Easter 5,year C: Acts 11:5-10; John 13:34-35
"I was in the city of Joppa praying, and in a trance I saw a vision. There was something like a large sheet coming down from heaven, being lowered by its four corners; and it came close to me. As I looked at it closely I saw four-footed animals, beasts of prey, reptiles, and birds of the air. I also heard a voice saying to me, 'Get up, Peter; kill and eat.' But I replied, 'By no means, Lord; for nothing profane or unclean has ever entered my mouth.' But a second time the voice answered from heaven, 'What God has made clean, you must not call profane.' This happened three times; then everything was pulled up again to heaven.
I give you a new commandment, that you love one another. Just as I have loved you, you also should love one another.
By this everyone will know that you are my disciples, if you have love for one another."
Here is a snapshot of the church at work, broadening its faith and influence. There was a faction of the disciples/apostles that assumed one must first be a Jew in order to follow in the footsteps of Jesus. If you wanted to become a follower and were not a Jew, you were required to become one first. Peter was in that camp.
Paul/Saul, the self-proclaimed apostle felt that anyone should come to the Lord, as evidenced by his writings to peoples who in the main were Gentiles.
The 'Christian' movement would have gone nowhere if there had not been some concord occurred.
Peter, the Rock on which Christ invested the foundation of the Church, had transformed somewhat from his days of either one side or the other - no middle, no lukewarmness, no common ground. Peter, the one who had denied any relationship with Jesus, came through the other side forgiven and changed by the experience. He, while holding the foundation of the Church in mind, had opened his heart to a kinder place of love. The pragmatist had a vision; the man had a mystic awakening.

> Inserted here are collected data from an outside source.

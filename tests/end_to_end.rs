//! End-to-end scenarios: producer and subscriber over one loopback broker.

use std::time::{Duration, Instant};

use tokio_util::sync::CancellationToken;

use fortunecast::{
    Broker, FortuneStore, Producer, RunConfig, Sample, StreamState, Subscriber, Verbosity,
    FORTUNE_TOPIC,
};

fn config(samples: u32) -> RunConfig {
    RunConfig {
        domain_id: 0,
        sample_count: samples,
        verbosity: Verbosity::Silent,
    }
}

#[tokio::test]
async fn three_publish_cycles_satisfy_a_budget_of_six() {
    let broker = Broker::new(0);
    let token = CancellationToken::new();

    // Subscriber budget 6 = 3 fortunes + 3 frames; attach before publishing.
    let subscriber = Subscriber::new(&broker, &config(6))
        .unwrap()
        .with_timeout(Duration::from_millis(50));
    let tally = subscriber.tally();

    let producer = Producer::new(&broker, &config(3), FortuneStore::defaults())
        .unwrap()
        .with_interval(Duration::from_millis(20));

    let receiving = tokio::spawn(subscriber.run(token.clone()));
    let written = producer.run(token.clone()).await.unwrap();
    let received = receiving.await.unwrap();

    assert_eq!(written, 3);
    assert_eq!(received, 6);
    assert_eq!(tally.count(), 6);
    assert_eq!(tally.state_changes(), 0);
}

#[tokio::test]
async fn subscriber_observes_the_producer_going_quiet() {
    let broker = Broker::new(0);

    // Producer publishes fewer samples than the subscriber wants, then its
    // writers drop; the subscriber should observe the state changes without
    // counting them, and terminate only on cancellation.
    let subscriber = Subscriber::new(&broker, &config(10))
        .unwrap()
        .with_timeout(Duration::from_millis(20));
    let tally = subscriber.tally();

    let producer = Producer::new(&broker, &config(2), FortuneStore::defaults())
        .unwrap()
        .with_interval(Duration::from_millis(5));

    let token = CancellationToken::new();
    let receiving = tokio::spawn(subscriber.run(token.clone()));

    producer.run(token.clone()).await.unwrap();
    // Give the subscriber time to drain the backlog and the state samples.
    tokio::time::sleep(Duration::from_millis(100)).await;
    token.cancel();

    let received = receiving.await.unwrap();
    assert_eq!(received, 4);
    assert_eq!(tally.state_changes(), 2);
}

#[tokio::test]
async fn immediate_shutdown_beats_any_sample_budget() {
    let broker = Broker::new(0);
    let token = CancellationToken::new();
    token.cancel();

    let subscriber = Subscriber::new(&broker, &config(u32::MAX)).unwrap();
    let producer = Producer::new(&broker, &config(u32::MAX), FortuneStore::defaults()).unwrap();

    let started = Instant::now();
    let received = subscriber.run(token.clone()).await;
    let written = producer.run(token).await.unwrap();

    assert_eq!(received, 0);
    assert_eq!(written, 0);
    assert!(started.elapsed() < Duration::from_secs(1));
}

#[tokio::test]
async fn late_reader_only_sees_live_traffic_and_the_quiet_transition() {
    let broker = Broker::new(0);
    let writer = broker.writer::<String>(FORTUNE_TOPIC).unwrap();
    writer.publish("missed".to_string()).unwrap();

    let mut reader = broker.reader::<String>(FORTUNE_TOPIC).unwrap();
    writer.publish("seen".to_string()).unwrap();
    drop(writer);

    assert_eq!(
        reader.take_available(),
        vec![
            Sample::Valid("seen".to_string()),
            Sample::State(StreamState::WritersGone)
        ]
    );
}
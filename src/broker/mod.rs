//! Loopback pub/sub transport: typed topics, endpoints, and the sample model.
//!
//! ## Contents
//! - [`Broker`] — per-domain topic registry (get-or-create, typed at first use)
//! - [`Writer`] / [`Reader`] — publishing and subscribing endpoints
//! - [`Sample`], [`StreamState`] — delivered units: valid data or lifecycle
//!   changes
//!
//! The readiness/dispatch side (conditions and the wait set) lives in
//! [`crate::dispatch`]; this module only moves samples.

mod domain;
mod reader;
mod sample;
mod writer;

pub use domain::{Broker, TOPIC_CAPACITY};
pub use reader::Reader;
pub use sample::{Sample, StreamState};
pub use writer::Writer;
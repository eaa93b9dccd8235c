//! # Wait set: one blocking call over many stream conditions.
//!
//! [`WaitSet`] is the subscriber's multiplexer. It owns every attached
//! [`Condition`] and exposes a single operation,
//! [`wait_and_dispatch`](WaitSet::wait_and_dispatch), that blocks until at
//! least one condition is ready or a timeout elapses, then runs the handler of
//! every ready condition before returning.
//!
//! ```text
//! wait_and_dispatch(timeout)
//!     │
//!     ├─ race: condition[0].armed() ┐
//!     │        condition[1].armed() ├─ select_all, bounded by timeout
//!     │        condition[N].armed() ┘
//!     │
//!     ├─ timeout, nothing ready ──► 0 delivered (caller re-checks and re-waits)
//!     │
//!     └─ someone ready ──► for each condition, in attachment order:
//!                              dispatch(): drain all + run handler once
//! ```
//!
//! ## Rules
//! - A timeout with nothing ready is **not** an error; the caller's loop
//!   re-evaluates its termination predicate and waits again. The bounded
//!   timeout is what keeps shutdown latency bounded.
//! - Ready handlers run synchronously, in attachment order, to completion
//!   before the call returns.
//! - Conditions are attached by value; ownership transfer makes attaching the
//!   same condition twice unrepresentable.

use std::time::Duration;

use futures::future;

use crate::dispatch::Condition;

/// Owns the attached conditions and multiplexes their readiness.
#[derive(Default)]
pub struct WaitSet {
    conditions: Vec<Box<dyn Condition>>,
}

impl WaitSet {
    /// Creates an empty wait set.
    pub fn new() -> Self {
        Self {
            conditions: Vec::new(),
        }
    }

    /// Attaches a condition; dispatch order is attachment order.
    pub fn attach(&mut self, condition: impl Condition + 'static) {
        self.conditions.push(Box::new(condition));
    }

    /// Number of attached conditions.
    pub fn len(&self) -> usize {
        self.conditions.len()
    }

    /// True if no conditions are attached.
    pub fn is_empty(&self) -> bool {
        self.conditions.is_empty()
    }

    /// Blocks until a condition is ready or `timeout` elapses, then dispatches
    /// every ready condition. Returns the total number of samples delivered
    /// across all handlers (0 on timeout).
    ///
    /// An empty wait set just sleeps out the timeout.
    pub async fn wait_and_dispatch(&mut self, timeout: Duration) -> usize {
        if self.conditions.is_empty() {
            tokio::time::sleep(timeout).await;
            return 0;
        }

        let woke = {
            let armed: Vec<_> = self.conditions.iter_mut().map(|c| c.armed()).collect();
            tokio::time::timeout(timeout, future::select_all(armed))
                .await
                .is_ok()
        };
        if !woke {
            return 0;
        }

        // One wakeup may have made several conditions ready; give each its
        // turn in attachment order. Not-ready conditions dispatch as a no-op.
        self.conditions.iter_mut().map(|c| c.dispatch()).sum()
    }
}
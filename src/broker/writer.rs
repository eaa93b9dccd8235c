//! Publishing endpoint for one typed topic.

use std::sync::atomic::{AtomicUsize, Ordering};
use std::sync::Arc;

use tokio::sync::broadcast;

use crate::broker::domain::TopicChannel;
use crate::broker::{Sample, StreamState};
use crate::error::BrokerError;

/// Fire-and-forget publisher attached to one topic.
///
/// Publishing never blocks. Dropping the last writer of a topic injects a
/// single [`StreamState::WritersGone`] sample so attached readers can observe
/// the stream going quiet.
pub struct Writer<T> {
    topic: String,
    tx: broadcast::Sender<Sample<T>>,
    writers: Arc<AtomicUsize>,
}

impl<T: Clone + Send + 'static> Writer<T> {
    pub(crate) fn attach(topic: &str, channel: TopicChannel<T>) -> Self {
        channel.writers.fetch_add(1, Ordering::AcqRel);
        Self {
            topic: topic.to_string(),
            tx: channel.tx,
            writers: channel.writers,
        }
    }

    /// Topic this writer publishes to.
    pub fn topic(&self) -> &str {
        &self.topic
    }

    /// Publishes one sample; returns how many readers it was delivered to.
    ///
    /// Zero attached readers is not a failure: the sample is dropped, matching
    /// best-effort transport semantics. The `Result` is the transport
    /// contract; the loopback realization has no failing publish path.
    pub fn publish(&self, value: T) -> Result<usize, BrokerError> {
        Ok(self.tx.send(Sample::Valid(value)).unwrap_or(0))
    }
}

impl<T> Drop for Writer<T> {
    fn drop(&mut self) {
        if self.writers.fetch_sub(1, Ordering::AcqRel) == 1 {
            let _ = self.tx.send(Sample::State(StreamState::WritersGone));
        }
    }
}
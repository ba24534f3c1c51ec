use std::{fmt, str::FromStr};

use crate::clients::errors::Error;

#[derive(Debug, Clone, PartialEq, Eq)]
pub struct ArtistSummary {
    pub name: String,
    pub play_count: String,
    pub artwork_url: String,
}

#[derive(Debug, Clone, PartialEq, Eq)]
pub struct TrackSummary {
    pub name: String,
    pub play_count: String,
    pub artwork_url: String, // album artwork
}

/// Time window Last.fm aggregates top charts over
#[derive(Debug, Clone, Copy, PartialEq, Eq)]
pub enum Period {
    Overall,
    Week,
    Month,
    ThreeMonths,
    SixMonths,
    Year,
}

impl Period {
    pub const ALL: [Period; 6] = [
        Period::Overall,
        Period::Week,
        Period::Month,
        Period::ThreeMonths,
        Period::SixMonths,
        Period::Year,
    ];

    /// Value expected by the `period` API parameter
    #[must_use]
    pub fn as_str(self) -> &'static str {
        match self {
            Period::Overall => "overall",
            Period::Week => "7day",
            Period::Month => "1month",
            Period::ThreeMonths => "3month",
            Period::SixMonths => "6month",
            Period::Year => "12month",
        }
    }

    /// Human readable label shown on top of every slide
    #[must_use]
    pub fn label(self) -> &'static str {
        match self {
            Period::Overall => "All time",
            Period::Week => "Past week",
            Period::Month => "Past month",
            Period::ThreeMonths => "Past 3 months",
            Period::SixMonths => "Past 6 months",
            Period::Year => "Past year",
        }
    }
}

impl FromStr for Period {
    type Err = Error;

    fn from_str(s: &str) -> Result<Self, Self::Err> {
        Period::ALL
            .into_iter()
            .find(|p| p.as_str() == s.trim())
            .ok_or_else(|| Error::InvalidPeriod(s.to_string()))
    }
}

impl fmt::Display for Period {
    fn fmt(&self, f: &mut fmt::Formatter<'_>) -> fmt::Result {
        f.write_str(self.as_str())
    }
}

/// Everything the slides need, resolved for a single run
#[derive(Debug, Clone, PartialEq, Eq)]
pub struct TopStats {
    pub period: Period,
    pub artist: ArtistSummary,
    pub track: TrackSummary,
}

Always a faithful Jew, following all Jewish laws and customs of behavior, dress, permissable and prohibited foods heard through his vision something loud and clear;'What God has made clean, you must not call profane.' God made the food to be eaten clean - then the people who eat that food, considered as unclean and profane by Jewish law, must also be clean. He may have recalled Jesus' saying '..it's not what goes into someone's mouth that corrupts them, but what that comes out'. Paul had brought many to the faith by following the injunction to bring all to Jesus had done well - and Paul's Gentile converts had done good deeds, shown charity and generousity in the name of the Lord. Facts were facts.
Peter's example, empowered by the influence of the Holy Spirit, of using intellect and reason, ended the schism between Jewish and Gentile converts to this new way, "Christianity": his foresight made it possible for Christianity to flourish.
In John's passage, Jesus revises something He had said earlier as 'the second commandment': love one another as you love yourselves. In this revision, Jesus interjects himself into the equation: ...love one another- Just as I have loved you - you also should love one another. By this everyone will know that you are my disciples.
In his earthly lifetime he had loved the unloveable, ate with the outcasts, touched the unclean, broken lots of "man made" Jewish laws. Now the disciples - through action and word - we were to pass along the same kind of love that Jesus had for them. If, in the name of Jesus, in the Spirit of Jesus, in the power of Jesus, we show love to one another - - especially in this confusing, complicated, imperfect age - - everyone will know, even to this day that we are Jesus' disciples.
Tradition, Scripture, Spirit influenced Reason. It worked then. May it work now - in a world yearning for uncommon, unconditional love.